George Nelson’s Ball Clock

A quintessential Modernist accessory, and widely regarded as an icon of mid-century modern design, George Nelson’s ball clock owes its original 1947 conception to four celebrated designers, a series of late-night scribbles in New York City, and a few bottles of wine.

American industrial designer, George Nelson, had been commissioned to create a series of clocks by the long-standing timepiece manufacturer Howard Miller Clock Co. Nelson based his clock designs around two important observations of the time; that numbers on a clock face were no longer necessary in order to read the time, and that the popularity of wrist watches meant that wall clocks could put aesthetic before function.

 

George Nelson, lead designer for Herman Miller furniture company and founder of his own studio, George Nelson Associates. Image courtesy of Vitra.

Nelson was working on this project after hours in his NYC studio along with fellow designer and friend, Irving Harper, when two more industry friends joined them – artist and landscape architect Isamu Noguchi and architect-inventor Richard Buckminster Fuller – and the clock sketching began.

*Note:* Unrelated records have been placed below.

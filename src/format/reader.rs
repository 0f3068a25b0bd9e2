// SPDX-FileCopyrightText: Copyright (c) 2024 NVIDIA CORPORATION & AFFILIATES. All rights reserved.
// SPDX-License-Identifier: Apache-2.0
//! L2N reader.
//!
//! Reading rebuilds the internal layout, the cluster graph and the netlist.
//! Each net becomes one cluster of its circuit's cell. Device and subcircuit
//! instances are placed once a circuit is complete and their terminals and
//! pins are turned into cluster connections then.

use super::keys::*;
use super::tokens::{Token, TokenStream};
use super::{CircuitIds, FormatError, IdMaps, FORMAT_VERSION};
use crate::clusters::ClusterInstance;
use crate::extractor::DEVICE_ID_KEY;
use crate::geom::{CplxTrans, DPolygon, Geometry, Point, Polygon, Rect, Text};
use crate::l2n::LayoutToNetlist;
use crate::layout::{CellIndex, Instance, LayerInfo, PropValue, Shape};
use crate::log::{LogEntryData, Severity};
use crate::netlist::{
    Circuit, Device, DeviceAbstract, DeviceAbstractId, DeviceAbstractRef, DeviceClass, DeviceClassId, Net, NetId,
    Netlist, SubCircuit,
};
use std::collections::HashMap;

type Result<T> = std::result::Result<T, FormatError>;

/// An instance to place after its circuit has been read.
enum Placement {
    Device { cell: CellIndex, trans: CplxTrans, device: usize, terminals: Vec<(usize, NetId)>, clusters: Vec<usize> },
    SubCircuit { cell: CellIndex, trans: CplxTrans, pins: Vec<(usize, NetId)>, child: usize },
}

#[derive(Debug, Default)]
pub struct L2nReader {
    layers: HashMap<String, u32>,
    top: Option<String>,
}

Nelson recalls the evening unfolding in a 1953 interview: ‘Noguchi came by, and Bucky Fuller came by. He [Bucky] saw we were working on clocks and started making doodles. Then Bucky sort of brushed Isamu aside. He said, “This is a good way to do a clock” and he made some utterly absurd thing. Everybody was taking a crack at this, pushing each other aside and making scribbles. The next morning I came back, and here was this roll (of drafting paper), and Irving and I looked at it, and somewhere in this roll there was a ball clock.’

Clocks designed by George Nelson for Howard Miller Clock Co., Zeeland, Michigan. Image courtesy of Vitra.
An early example of the ball clock #4755, in natural wood. Image courtesy of 1st Dibs.

Whilst the ball clock continues to be known as ‘George Nelson’s’, it was actually Irving Harper who came up with the design, as George’s approach to accreditation was to credit the firm to the consumer, but the individual to the trade. As director of design at George Nelson Associates, Irving Harper created clocks that were also works of sculpture; ‘To omit numbers and have an abstract object that moved on the wall was something no one was doing at the time.’ He went on to design several clocks each year, which were passed on to Howard Miller Clock Co., who put many of the designs into manufacture.

Originally known as Model 4755, the ball clock was first launched on the market in 1949. It is comprised of a dozen metal spokes that radiate out from a circular centre, each with a wooden ball screwed to the end to mark the hour. Its unique and playful design reduces an everyday, essential item to its bare bones, challenging the viewer’s preconceptions of how a timepiece should appear, whilst incorporating cultural tropes of the time – the atom structure and the asterisk symbol were popular motifs in the USA following WWII.

 

The ball clock in situ in Eames House, California. Image courtesy of Vitra.

George Nelson Associates and its designers would continue to conceive more than a hundred different clock models in the years that followed the ball clock’s launch. Vitra Design Museum acquired George Nelson’s archive after his death in 1986, which included around 7400 manuscripts, drawings, photographs and slides dating from 1924 to 1984. Vitra started to reissue the Nelson Clocks in 1999, and still continues to occasionally expand the collection with new pieces today.

 

Incarnations of George Nelson's iconic ball clock design. Image courtesy of Vitra.